Tornou-se quase que um lugar comum falar de primavera como renovação: das flores que voltam, da alegria da natureza, sempre ao som das “Quatro Estações” de Vivaldi ou assistindo “Fantasia”, do Disney.
Por que um filósofo viria a questionar este cenário idílico? Simplesmente porque os filósofos acreditam que, assim como todas as coisas se renovam naqueles seres a quem pertencem, a reflexão também deve se “renovar” nos homens.
Renovar parece palavra simples, mas tem umas entrelinhas complicadas e enganosas. Pelo dicionário, significa “fazer com que (algo) fique como novo” ou “volte a ser como novo”.
Bem, uma flor, quando nova, é como um foco para onde convergem todos os olhares, pela sua beleza, cor e graça; ela mesma, não volta jamais a ficar assim, mas a natureza produz outras, na próxima primavera idênticas? Quase. Num passar de dezenas anos, são muito parecidas, a cada ciclo; em milhares de anos já começam a se modificar, lentamente.

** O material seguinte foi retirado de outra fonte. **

//! Server construction and middleware wiring.

mod config;
mod state_builders;

pub use config::ServerConfig;
pub use state_builders::{StorageSetupError, build_storage};

use actix_web::dev::{Server, ServiceFactory, ServiceRequest, ServiceResponse};
use actix_web::{App, HttpServer, web};
#[cfg(debug_assertions)]
use utoipa::OpenApi;
#[cfg(debug_assertions)]
use utoipa_swagger_ui::SwaggerUi;

#[cfg(debug_assertions)]
use crate::doc::ApiDoc;
use crate::inbound::http::bookings;
use crate::inbound::http::health::{HealthState, live, ready};
use crate::inbound::http::state::HttpState;
use crate::inbound::http::validation::{JSON_BODY_LIMIT, json_error_handler, query_error_handler};
use crate::middleware::Trace;

/// Assemble the application: `/api` routes, health endpoints and (in debug builds)
/// Swagger UI, all behind the trace middleware.
pub fn build_app(
    health_state: web::Data<HealthState>,
    http_state: web::Data<HttpState>,
) -> App<
    impl ServiceFactory<
        ServiceRequest,
        Config = (),
        Response = ServiceResponse,
        Error = actix_web::Error,
        InitError = (),
    >,
> {
    let api = web::scope("/api")
        .app_data(
            web::JsonConfig::default()
                .limit(JSON_BODY_LIMIT)
                .error_handler(json_error_handler),
        )
        .app_data(web::QueryConfig::default().error_handler(query_error_handler))
        .configure(bookings::configure)
        .default_service(web::to(bookings::endpoint_not_found));

    let app = App::new()
        .app_data(health_state)
        .app_data(http_state)
        .wrap(Trace)
        .service(api)
        .service(ready)
        .service(live);

    #[cfg(debug_assertions)]
    let app = app.service(SwaggerUi::new("/docs").url("/api-docs/openapi.json", ApiDoc::openapi()));

    app
}

/// Construct an Actix HTTP server using the provided health state and configuration.
///
/// # Errors
/// Propagates [`std::io::Error`] when binding the socket fails.
pub fn create_server(
    health_state: web::Data<HealthState>,
    config: ServerConfig,
) -> std::io::Result<Server> {
    let server_health_state = health_state.clone();
    let ServerConfig { bind_addr, storage } = config;
    let http_state = web::Data::new(HttpState::from_storage(storage));

    let server = HttpServer::new(move || build_app(server_health_state.clone(), http_state.clone()))
        .bind(bind_addr)?
        .run();

    health_state.mark_ready();
    Ok(server)
}
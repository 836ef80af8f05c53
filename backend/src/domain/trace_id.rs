//! Correlation identifier for one booking request.
//!
//! The HTTP edge resolves a [`TraceId`] from the `trace-id` header (or mints
//! one) and runs the handler inside [`TraceId::scope`]. Domain errors and
//! storage-failure logs read it back with [`TraceId::current`].
//!
//! Tokio task-locals do not follow `tokio::spawn`; wrap spawned work in
//! [`TraceId::scope`] again if it must stay correlated.

use std::fmt;
use std::future::Future;
use std::str::FromStr;

use tokio::task_local;
use uuid::Uuid;

/// Request and response header carrying the trace identifier.
pub const TRACE_ID_HEADER: &str = "trace-id";

/// Log value used when no request is in scope.
const NO_TRACE: &str = "-";

task_local! {
    static TRACE_ID: TraceId;
}

/// UUID correlating a booking request with its logs and error body.
///
/// # Examples
/// ```
/// use bookings::domain::TraceId;
///
/// # tokio::runtime::Runtime::new().unwrap().block_on(async {
/// let trace_id = TraceId::from_header(Some("11111111-1111-1111-1111-111111111111"));
/// let seen = TraceId::scope(trace_id, async { TraceId::current() }).await;
/// assert_eq!(seen, Some(trace_id));
/// # });
/// ```
#[derive(Debug, Clone, Copy, PartialEq, Eq)]
pub struct TraceId(Uuid);

impl TraceId {
    /// Mint a fresh random identifier.
    #[must_use]
    pub fn generate() -> Self {
        Self(Uuid::new_v4())
    }

    /// Reuse a well-formed incoming header value, otherwise mint a new id.
    ///
    /// Malformed values are dropped rather than echoed back to the client.
    #[must_use]
    pub fn from_header(raw: Option<&str>) -> Self {
        raw.and_then(|value| value.trim().parse().ok())
            .unwrap_or_else(Self::generate)
    }

    /// The identifier of the request being served, if any.
    #[must_use]
    pub fn current() -> Option<Self> {
        TRACE_ID.try_with(|id| *id).ok()
    }

    /// [`TraceId::current`] rendered for a log field, `-` outside a request.
    #[must_use]
    pub fn current_log_value() -> String {
        Self::current().map_or_else(|| NO_TRACE.to_owned(), |id| id.to_string())
    }

    /// Run `fut` with `trace_id` as the current identifier.
    pub async fn scope<Fut>(trace_id: TraceId, fut: Fut) -> Fut::Output
    where
        Fut: Future,
    {
        TRACE_ID.scope(trace_id, fut).await
    }
}

impl fmt::Display for TraceId {
    fn fmt(&self, f: &mut fmt::Formatter<'_>) -> fmt::Result {
        self.0.hyphenated().fmt(f)
    }
}

impl FromStr for TraceId {
    type Err = uuid::Error;

    fn from_str(s: &str) -> Result<Self, Self::Err> {
        Uuid::parse_str(s).map(Self)
    }
}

O que deduzir disso? A flor, como indivíduo, não se renova; a natureza, como coletividade, sim. E aí, entramos na peculiaridade da condição humana: interessa-nos a individualidade, e não apenas a nossa imersão inconsciente na marcha do coletivo.

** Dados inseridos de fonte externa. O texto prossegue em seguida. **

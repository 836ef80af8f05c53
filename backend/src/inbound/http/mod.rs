//! HTTP inbound adapter exposing the bookings REST endpoints.

pub mod bookings;
pub mod error;
pub mod health;
pub mod schemas;
pub mod state;
pub mod validation;

pub use error::ApiResult;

Interessa-nos (ou deveria nos interessar!) crescer por mérito individual, e não apenas “ser arrastado” pelas correntes da moda; não o individualismo egoísta, que busca o destaque por vaidade, ambição e desejo incessante de conforto e entretenimento, mas a individualidade consciente, que busca comprometer-se com a humanidade fazendo seu papel: tornando-se mais humano para dar exemplo, para demonstrar que isso é possível, para abrir caminhos.
Ou seja, a flor nasce flor por requinte da natureza; o homem torna-se Homem por esforço próprio; a flor, como indivíduo, só envelhece e perde suas cores, parecendo menos com uma flor, à medida que o tempo passa; o homem pode ganhar novas cores e ficar mais parecido com um Homem, quando o mesmo tempo transcorre.
A flor faz o que lhe corresponde: desabrocha na primavera, encanta os apaixonados, decora os jardins. O Sol nasce e se põe, gerando espetáculos belíssimos e pontuais, todos os dias, para os que se dispõe a apreciá-lo.
O homem, nem sempre tem feito o que lhe corresponde; há um compasso de expectativa para que os homens desabrochem, e a primavera humana, que depende apenas de cada homem, individualmente, não chega. O amanhecer humano tarda, e a escuridão já assusta e incomoda.
Imagino que um Homem, na sua plenitude de valores, sabedoria, fraternidade, ética, honra e bondade seria um espetáculo tão belo quanto o desabrochar de qualquer flor, e a aurora e o crepúsculo de qualquer sol. Quando?
Comecemos por nós; busquemos intensamente, como o maior dos objetivos, o despertar da nossa natureza humana; há um apelo que ecoa pela natureza: “Precisamos de seres humanos!”
Atender a este apelo talvez seja uma das formas mais eficazes e contundentes de trabalhar em prol da natureza, objetivo tão buscado em palavras, em nossos dias. Em atos, nem tanto; se buscarmos o “humano”, quem sabe todo o demais não seja conquistado por acréscimo?